= Aim of the task =
Total the lines of the listing below that hold the word "crate". Output nothing except that number.

= Data in this exercise =
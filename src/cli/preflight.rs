//! Pre-flight checks before expensive operations.
//!
//! Validates that required configuration is available before starting
//! operations that would otherwise fail midway.

use crate::config::Settings;
use crate::error::{Result, SwitchboardError};
use std::process::Command;

/// Requirements for different operations.
#[derive(Debug, Clone, Copy)]
pub enum Operation {
    /// Answering questions requires an OpenAI API key.
    Ask,
    /// Listing agents has no external requirements.
    Inspect,
}

/// Run pre-flight checks for the given operation.
///
/// Returns Ok(()) if all checks pass, or an error describing what's missing.
pub fn check(operation: Operation) -> Result<()> {
    match operation {
        Operation::Ask => check_api_key(),
        Operation::Inspect => Ok(()),
    }
}

/// Optional capabilities that are missing. Agents still run without them,
/// but their tools will report errors.
pub fn degraded_capabilities(settings: &Settings) -> Vec<String> {
    let mut missing = Vec::new();
    if settings.tools.tavily_key().is_none() {
        missing.push("Web search disabled: TAVILY_API_KEY not set".to_string());
    }
    if !tool_available("yt-dlp") {
        missing.push("YouTube tools disabled: yt-dlp not found".to_string());
    }
    missing
}

/// Check if OpenAI API key is configured.
fn check_api_key() -> Result<()> {
    match std::env::var("OPENAI_API_KEY") {
        Ok(key) if !key.is_empty() => Ok(()),
        Ok(_) => Err(SwitchboardError::Configuration(
            "OPENAI_API_KEY is empty. Set it with: export OPENAI_API_KEY='sk-...'".to_string(),
        )),
        Err(_) => Err(SwitchboardError::Configuration(
            "OPENAI_API_KEY not set. Set it with: export OPENAI_API_KEY='sk-...'".to_string(),
        )),
    }
}

fn tool_available(name: &str) -> bool {
    Command::new(name)
        .arg("--version")
        .output()
        .map(|output| output.status.success())
        .unwrap_or(false)
}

= Solution for this exercise =
2